DATA
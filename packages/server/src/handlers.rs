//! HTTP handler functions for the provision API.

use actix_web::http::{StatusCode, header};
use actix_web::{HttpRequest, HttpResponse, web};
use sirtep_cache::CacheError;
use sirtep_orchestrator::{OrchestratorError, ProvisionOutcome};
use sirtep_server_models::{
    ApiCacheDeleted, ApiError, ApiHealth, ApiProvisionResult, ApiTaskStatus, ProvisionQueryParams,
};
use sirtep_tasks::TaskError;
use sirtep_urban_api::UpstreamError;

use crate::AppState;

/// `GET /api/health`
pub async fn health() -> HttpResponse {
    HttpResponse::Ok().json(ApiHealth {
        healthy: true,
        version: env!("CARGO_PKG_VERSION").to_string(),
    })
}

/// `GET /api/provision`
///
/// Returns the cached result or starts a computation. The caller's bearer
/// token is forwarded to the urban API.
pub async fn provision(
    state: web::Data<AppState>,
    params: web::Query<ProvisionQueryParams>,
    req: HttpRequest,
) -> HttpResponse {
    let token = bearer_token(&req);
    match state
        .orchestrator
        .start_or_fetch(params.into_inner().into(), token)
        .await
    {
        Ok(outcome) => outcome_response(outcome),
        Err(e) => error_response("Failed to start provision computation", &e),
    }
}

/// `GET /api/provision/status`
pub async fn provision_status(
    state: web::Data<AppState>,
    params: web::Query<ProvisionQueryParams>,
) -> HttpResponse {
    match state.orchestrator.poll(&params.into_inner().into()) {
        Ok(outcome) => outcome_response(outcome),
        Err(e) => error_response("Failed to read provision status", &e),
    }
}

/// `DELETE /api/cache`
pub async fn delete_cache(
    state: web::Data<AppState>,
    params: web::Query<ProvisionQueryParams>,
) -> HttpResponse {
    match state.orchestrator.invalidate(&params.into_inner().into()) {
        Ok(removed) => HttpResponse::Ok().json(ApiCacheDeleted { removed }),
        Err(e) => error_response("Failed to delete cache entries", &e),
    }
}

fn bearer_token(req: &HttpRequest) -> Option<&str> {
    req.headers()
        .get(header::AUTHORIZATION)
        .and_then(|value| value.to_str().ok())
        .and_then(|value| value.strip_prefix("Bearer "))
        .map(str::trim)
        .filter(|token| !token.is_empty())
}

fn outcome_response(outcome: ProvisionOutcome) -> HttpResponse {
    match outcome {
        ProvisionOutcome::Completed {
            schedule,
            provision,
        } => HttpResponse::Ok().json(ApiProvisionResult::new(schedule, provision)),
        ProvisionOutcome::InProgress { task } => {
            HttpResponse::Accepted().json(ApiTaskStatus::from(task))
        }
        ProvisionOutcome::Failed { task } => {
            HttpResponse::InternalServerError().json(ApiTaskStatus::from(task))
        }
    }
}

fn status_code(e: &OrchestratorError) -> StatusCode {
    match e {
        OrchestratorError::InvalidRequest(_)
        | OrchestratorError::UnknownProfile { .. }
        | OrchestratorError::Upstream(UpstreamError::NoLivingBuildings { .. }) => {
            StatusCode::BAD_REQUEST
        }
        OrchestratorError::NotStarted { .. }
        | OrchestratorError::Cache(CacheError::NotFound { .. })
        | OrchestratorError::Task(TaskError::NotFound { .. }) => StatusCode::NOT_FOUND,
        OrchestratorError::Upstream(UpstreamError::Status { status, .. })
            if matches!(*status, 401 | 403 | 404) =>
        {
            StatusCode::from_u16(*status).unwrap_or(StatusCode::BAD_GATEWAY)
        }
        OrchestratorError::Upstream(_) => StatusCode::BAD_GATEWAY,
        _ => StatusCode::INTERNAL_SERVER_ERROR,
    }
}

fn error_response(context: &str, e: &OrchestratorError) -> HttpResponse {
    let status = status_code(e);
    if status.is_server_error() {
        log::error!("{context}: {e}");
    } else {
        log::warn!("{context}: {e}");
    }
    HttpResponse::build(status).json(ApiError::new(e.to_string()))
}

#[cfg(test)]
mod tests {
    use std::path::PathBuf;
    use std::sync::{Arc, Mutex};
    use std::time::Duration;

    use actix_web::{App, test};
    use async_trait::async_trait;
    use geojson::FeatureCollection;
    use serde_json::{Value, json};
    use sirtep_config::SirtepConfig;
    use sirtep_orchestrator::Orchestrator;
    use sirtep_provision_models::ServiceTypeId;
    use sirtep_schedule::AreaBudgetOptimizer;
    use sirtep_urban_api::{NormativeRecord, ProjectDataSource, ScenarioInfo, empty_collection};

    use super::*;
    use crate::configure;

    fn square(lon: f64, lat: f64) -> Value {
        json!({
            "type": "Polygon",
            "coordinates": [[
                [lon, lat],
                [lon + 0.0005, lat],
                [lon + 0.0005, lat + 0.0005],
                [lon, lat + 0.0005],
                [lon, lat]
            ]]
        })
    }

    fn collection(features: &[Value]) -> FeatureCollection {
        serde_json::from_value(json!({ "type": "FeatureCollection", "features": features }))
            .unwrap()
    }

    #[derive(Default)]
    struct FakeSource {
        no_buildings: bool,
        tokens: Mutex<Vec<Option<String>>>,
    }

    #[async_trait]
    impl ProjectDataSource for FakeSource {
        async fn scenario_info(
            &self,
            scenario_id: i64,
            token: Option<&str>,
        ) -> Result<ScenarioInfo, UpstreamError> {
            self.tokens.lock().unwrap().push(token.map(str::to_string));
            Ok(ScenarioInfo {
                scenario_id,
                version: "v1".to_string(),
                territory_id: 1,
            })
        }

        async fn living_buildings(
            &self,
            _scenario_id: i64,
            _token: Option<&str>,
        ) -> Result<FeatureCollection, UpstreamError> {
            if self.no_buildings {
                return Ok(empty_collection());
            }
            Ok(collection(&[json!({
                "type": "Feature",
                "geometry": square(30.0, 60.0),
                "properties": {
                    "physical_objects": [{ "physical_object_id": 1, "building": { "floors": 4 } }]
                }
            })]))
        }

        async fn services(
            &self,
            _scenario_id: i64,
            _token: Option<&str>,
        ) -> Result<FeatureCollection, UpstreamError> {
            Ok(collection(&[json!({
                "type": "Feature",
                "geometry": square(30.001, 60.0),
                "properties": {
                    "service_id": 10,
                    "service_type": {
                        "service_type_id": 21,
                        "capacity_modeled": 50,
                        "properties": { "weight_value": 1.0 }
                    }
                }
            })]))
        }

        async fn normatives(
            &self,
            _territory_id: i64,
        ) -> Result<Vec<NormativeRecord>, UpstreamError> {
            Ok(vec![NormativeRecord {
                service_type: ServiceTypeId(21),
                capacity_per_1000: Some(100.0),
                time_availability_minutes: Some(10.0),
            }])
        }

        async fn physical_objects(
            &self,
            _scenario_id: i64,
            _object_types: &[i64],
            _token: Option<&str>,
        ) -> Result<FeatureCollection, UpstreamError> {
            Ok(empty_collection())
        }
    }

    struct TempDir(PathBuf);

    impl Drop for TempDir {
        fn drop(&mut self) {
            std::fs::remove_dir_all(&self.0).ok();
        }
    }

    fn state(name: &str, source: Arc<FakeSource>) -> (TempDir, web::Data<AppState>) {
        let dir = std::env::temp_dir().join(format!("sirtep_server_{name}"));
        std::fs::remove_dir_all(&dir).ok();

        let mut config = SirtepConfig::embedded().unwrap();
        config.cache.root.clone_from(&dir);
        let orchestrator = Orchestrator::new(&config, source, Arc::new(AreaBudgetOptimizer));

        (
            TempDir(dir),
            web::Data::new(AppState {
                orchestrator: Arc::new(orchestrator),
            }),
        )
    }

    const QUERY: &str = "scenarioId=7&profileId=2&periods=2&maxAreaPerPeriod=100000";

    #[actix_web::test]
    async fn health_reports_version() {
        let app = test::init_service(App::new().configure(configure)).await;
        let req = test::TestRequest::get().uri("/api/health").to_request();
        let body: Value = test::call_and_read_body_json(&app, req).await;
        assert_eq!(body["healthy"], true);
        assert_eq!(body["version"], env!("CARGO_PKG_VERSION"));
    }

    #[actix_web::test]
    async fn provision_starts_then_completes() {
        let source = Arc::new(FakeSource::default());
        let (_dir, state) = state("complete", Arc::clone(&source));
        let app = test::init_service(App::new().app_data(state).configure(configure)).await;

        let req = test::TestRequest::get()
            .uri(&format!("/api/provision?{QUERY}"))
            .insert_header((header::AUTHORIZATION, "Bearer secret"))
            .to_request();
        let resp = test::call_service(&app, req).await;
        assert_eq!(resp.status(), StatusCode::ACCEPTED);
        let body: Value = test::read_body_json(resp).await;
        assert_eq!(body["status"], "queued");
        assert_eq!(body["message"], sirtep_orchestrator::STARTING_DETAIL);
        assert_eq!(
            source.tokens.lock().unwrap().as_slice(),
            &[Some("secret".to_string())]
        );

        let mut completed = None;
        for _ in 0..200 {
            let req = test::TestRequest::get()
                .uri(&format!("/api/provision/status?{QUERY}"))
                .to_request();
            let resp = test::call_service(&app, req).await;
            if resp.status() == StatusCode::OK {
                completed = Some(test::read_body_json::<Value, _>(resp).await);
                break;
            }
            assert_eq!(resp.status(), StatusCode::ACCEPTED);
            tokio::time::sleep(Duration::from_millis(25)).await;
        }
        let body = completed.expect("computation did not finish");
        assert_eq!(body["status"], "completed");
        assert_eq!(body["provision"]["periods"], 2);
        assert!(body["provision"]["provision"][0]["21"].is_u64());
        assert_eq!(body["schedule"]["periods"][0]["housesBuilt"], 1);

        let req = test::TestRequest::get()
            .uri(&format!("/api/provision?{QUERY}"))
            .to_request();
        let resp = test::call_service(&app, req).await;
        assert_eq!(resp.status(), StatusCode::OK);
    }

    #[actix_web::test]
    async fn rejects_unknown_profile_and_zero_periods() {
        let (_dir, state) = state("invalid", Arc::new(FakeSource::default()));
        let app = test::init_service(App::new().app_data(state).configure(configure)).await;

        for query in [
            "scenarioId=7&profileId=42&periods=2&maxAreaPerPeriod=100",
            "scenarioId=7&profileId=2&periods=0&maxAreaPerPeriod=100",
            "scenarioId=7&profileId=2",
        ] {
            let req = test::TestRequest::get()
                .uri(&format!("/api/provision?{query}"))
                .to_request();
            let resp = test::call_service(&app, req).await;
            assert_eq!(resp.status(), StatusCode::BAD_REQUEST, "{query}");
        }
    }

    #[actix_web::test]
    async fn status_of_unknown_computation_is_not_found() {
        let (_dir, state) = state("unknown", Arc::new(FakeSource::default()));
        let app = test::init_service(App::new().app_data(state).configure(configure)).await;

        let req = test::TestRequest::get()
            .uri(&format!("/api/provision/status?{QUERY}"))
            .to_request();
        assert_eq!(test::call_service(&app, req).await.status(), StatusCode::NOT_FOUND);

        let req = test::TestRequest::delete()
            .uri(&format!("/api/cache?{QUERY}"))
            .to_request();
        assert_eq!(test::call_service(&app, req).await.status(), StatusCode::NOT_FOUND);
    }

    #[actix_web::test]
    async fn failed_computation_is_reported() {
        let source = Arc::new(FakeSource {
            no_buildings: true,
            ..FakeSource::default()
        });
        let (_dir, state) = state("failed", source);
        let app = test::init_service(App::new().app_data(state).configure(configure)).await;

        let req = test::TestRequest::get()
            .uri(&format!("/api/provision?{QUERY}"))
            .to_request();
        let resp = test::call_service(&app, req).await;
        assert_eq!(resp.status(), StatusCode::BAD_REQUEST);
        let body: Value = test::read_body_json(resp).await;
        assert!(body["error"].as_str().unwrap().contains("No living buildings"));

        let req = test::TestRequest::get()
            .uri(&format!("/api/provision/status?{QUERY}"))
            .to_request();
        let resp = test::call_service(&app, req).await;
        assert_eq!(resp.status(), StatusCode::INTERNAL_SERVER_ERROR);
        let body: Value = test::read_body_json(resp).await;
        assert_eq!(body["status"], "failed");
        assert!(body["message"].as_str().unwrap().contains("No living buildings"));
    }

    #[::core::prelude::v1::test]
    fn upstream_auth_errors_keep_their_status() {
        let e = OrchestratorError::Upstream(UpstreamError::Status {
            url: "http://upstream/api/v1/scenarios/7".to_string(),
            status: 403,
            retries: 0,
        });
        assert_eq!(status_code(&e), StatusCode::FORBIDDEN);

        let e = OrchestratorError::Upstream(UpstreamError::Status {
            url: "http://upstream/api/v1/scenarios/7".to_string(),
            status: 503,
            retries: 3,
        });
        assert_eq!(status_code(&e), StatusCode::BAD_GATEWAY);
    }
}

PROBLEM REQUIREMENTS
Look for the word "CacheError" throughout the material above and copy every line that has it.

TASK RESULT
use sirtep_cache::CacheError;
        | OrchestratorError::Cache(CacheError::NotFound { .. })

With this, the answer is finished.